President Roosevelt and his high-level military commanders had aimed at an invasion of the northern French coast since almost the beginning of American entry into World War II. But it would be months — in fact, several years — before American industrial might and troop preparation would be ready to undertake it.

But British Prime Minister Winston Churchill sought at all costs to avoid an early Normandy invasion. 

British armaments, air power and naval forces had taken heavy losses in and around Western Europe since the autumn of 1939. Britain had lost even more in blood and treasure in World War I, including at Gallipoli, where Churchill had borne heavy responsibility for the fiasco. 

Churchill was convinced Britain could not afford the costs of an invasion of France before the American buildup was ready.

For his part, Soviet Premier Joseph Stalin desired above all else the opening of a second front against the Germans in Western Europe. After Hitler brought continental Europe under his control, he broke the non-aggression pact he had signed with the Soviets in 1939 and invaded the Soviet Union. 

The German-Soviet military struggle took 20 million Soviet lives, including military and civilians. Stalin felt he was going it alone against Germany.

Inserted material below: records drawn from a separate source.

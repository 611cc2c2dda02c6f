//! Configuration types for the chainview engine.

use serde::{Deserialize, Serialize};

use crate::RangeTable;

/// What to emit for a bucket that received no observations.
#[derive(Debug, Clone, Copy, PartialEq, Eq, Default, Serialize, Deserialize)]
pub enum FillPolicy {
    /// Repeat the previous candle's close as a flat candle. Leading empty
    /// buckets with no predecessor are still omitted.
    #[default]
    CarryForward,
    /// Omit empty buckets from the output.
    Skip,
}

/// Global configuration for the `Chainview` engine.
#[derive(Debug, Clone, PartialEq, Eq, Serialize, Deserialize)]
pub struct ChainviewConfig {
    /// Range-to-window/bucket policy.
    pub ranges: RangeTable,
    /// Gap handling for empty buckets.
    pub fill_policy: FillPolicy,
    /// Trailing window applied to candle closes; `None` disables smoothing.
    pub smoothing_window: Option<usize>,
    /// Number of recent block-time deltas averaged by block-time trackers.
    pub block_time_capacity: usize,
}

impl Default for ChainviewConfig {
    fn default() -> Self {
        Self {
            ranges: RangeTable::default(),
            fill_policy: FillPolicy::CarryForward,
            smoothing_window: None,
            block_time_capacity: 100,
        }
    }
}
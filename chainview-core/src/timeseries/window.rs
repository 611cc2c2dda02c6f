use chrono::{DateTime, Utc};

use crate::{ChainviewError, RangeTable, RangeWindow, TimeRange};

/// Resolve a range token against the policy table.
///
/// The window is `[now - window_secs, now)` and the bucket width comes from the
/// matching table entry. `now` is always supplied by the caller; nothing here
/// reads the clock.
///
/// # Errors
/// Returns `InvalidRange` if the token is unknown or the table has no entry
/// for it, and `InvalidBucketWidth` if the entry's width is not positive.
///
/// ```
/// use chainview_core::{resolve, RangeTable};
///
/// let w = resolve(&RangeTable::default(), "24H", 100_000).unwrap();
/// assert_eq!((w.start, w.end, w.bucket_width), (13_600, 100_000, 900));
/// assert!(resolve(&RangeTable::default(), "2W", 100_000).is_err());
/// ```
pub fn resolve(table: &RangeTable, token: &str, now: i64) -> Result<RangeWindow, ChainviewError> {
    let range: TimeRange = token.parse()?;
    resolve_range(table, range, now)
}

/// Resolve an already-parsed range.
///
/// # Errors
/// Returns `InvalidRange` if the table has no entry for `range`, and
/// `InvalidBucketWidth` if the entry's width is not positive.
pub fn resolve_range(
    table: &RangeTable,
    range: TimeRange,
    now: i64,
) -> Result<RangeWindow, ChainviewError> {
    let spec = table
        .spec(range)
        .ok_or_else(|| ChainviewError::invalid_range(range.token()))?;
    if spec.bucket_width <= 0 {
        return Err(ChainviewError::InvalidBucketWidth {
            width: spec.bucket_width,
        });
    }
    Ok(RangeWindow {
        start: now.saturating_sub(spec.window_secs),
        end: now,
        bucket_width: spec.bucket_width,
    })
}

/// Resolve a range token relative to a wall-clock instant.
///
/// # Errors
/// Same as [`resolve`].
pub fn resolve_at(
    table: &RangeTable,
    token: &str,
    now: DateTime<Utc>,
) -> Result<RangeWindow, ChainviewError> {
    resolve(table, token, now.timestamp())
}
use chainview_core::{
    BucketGrid, Candle, ChainviewError, Observation, RangeWindow, SmoothedPoint, TimeRange,
    resample, resolve_range, smooth_closes,
};

use crate::Chainview;

/// Output of one chart refresh, ready for the rendering layer.
#[derive(Debug, Clone, PartialEq)]
pub struct ChartSeries {
    /// The range that was resolved.
    pub range: TimeRange,
    /// Resolved window and bucket width.
    pub window: RangeWindow,
    /// One candle per non-skipped bucket, in time order.
    pub candles: Vec<Candle>,
    /// Smoothed closes, one per candle; empty when smoothing is disabled.
    pub smoothed: Vec<SmoothedPoint>,
}

impl ChartSeries {
    fn empty(range: TimeRange, window: RangeWindow) -> Self {
        Self {
            range,
            window,
            candles: Vec::new(),
            smoothed: Vec::new(),
        }
    }

    /// True when there was nothing to chart in the window.
    #[must_use]
    pub fn is_empty(&self) -> bool {
        self.candles.is_empty()
    }
}

impl Chainview {
    /// Build the candle series for a range token.
    ///
    /// Resolves the token to `[now - window, now)`, anchors the bucket grid on
    /// the earliest observation inside that window, resamples every
    /// observation that falls in the grid, and smooths the closes when a
    /// smoothing window is configured. Observations may arrive in any order.
    ///
    /// # Errors
    /// Returns `InvalidRange` for an unknown token or one missing from the
    /// range table. An empty window is not an error: the series comes back
    /// empty.
    #[cfg_attr(
        feature = "tracing",
        tracing::instrument(
            name = "chainview::chart",
            skip(self, observations),
            fields(token = token, now = now, observations = observations.len()),
        )
    )]
    pub fn chart(
        &self,
        observations: &[Observation],
        token: &str,
        now: i64,
    ) -> Result<ChartSeries, ChainviewError> {
        let range: TimeRange = token.parse()?;
        self.chart_range(observations, range, now)
    }

    /// Same as [`Chainview::chart`] for an already-parsed range.
    ///
    /// # Errors
    /// Returns `InvalidRange` if the range table has no entry for `range`.
    pub fn chart_range(
        &self,
        observations: &[Observation],
        range: TimeRange,
        now: i64,
    ) -> Result<ChartSeries, ChainviewError> {
        let window = resolve_range(&self.cfg.ranges, range, now)?;
        let grid = match BucketGrid::anchored(&window, observations) {
            Ok(grid) => grid,
            Err(e) if e.is_recoverable() => {
                #[cfg(feature = "tracing")]
                tracing::debug!(
                    range = %range,
                    "no observations in window; returning empty series"
                );
                return Ok(ChartSeries::empty(range, window));
            }
            Err(e) => return Err(e),
        };

        let candles = resample(observations, &grid, self.cfg.fill_policy);
        let smoothed = match self.cfg.smoothing_window {
            Some(w) => smooth_closes(&candles, w)?,
            None => Vec::new(),
        };

        #[cfg(feature = "tracing")]
        tracing::debug!(
            range = %range,
            grid_start = grid.start(),
            buckets = grid.len(),
            candles = candles.len(),
            "chart series built"
        );

        Ok(ChartSeries {
            range,
            window,
            candles,
            smoothed,
        })
    }
}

The different goals of the three primary Allied nations resulted in a decision by Roosevelt (reluctantly) and Churchill (delightedly) to engage first the Italians and then (after Italy surrendered and Germany moved thousands of troops onto the Italian peninsula) the Germans. 

Gen. Dwight Eisenhower, the American commander, decided he couldn’t keep thousands of American troops under arms for at least a year with nothing to do while the American military buildup continued. 

The Americans agreed to send them first to North Africa, even farther from Western Europe, and then as time went on, up to Sicily and then on to Italy to try to force Hitler to shift some German forces back from the Eastern Front.

That didn’t happen.

What did happen was a long, costly struggle with existing German troops on the North African, Sicilian and Italian fronts with little strategic gain to show for it. 

That fact takes nothing away from the sacrifices American and British troops laid down in Italy and the rest of the Mediterranean Theatre. It has more to do with the complexities and vagaries of wartime alliances generally.

Given the needs and wants of multiple participants in worldwide conflicts, it’s sometimes surprising that agreements on tactics can be reached at all, and that they sometimes succeed.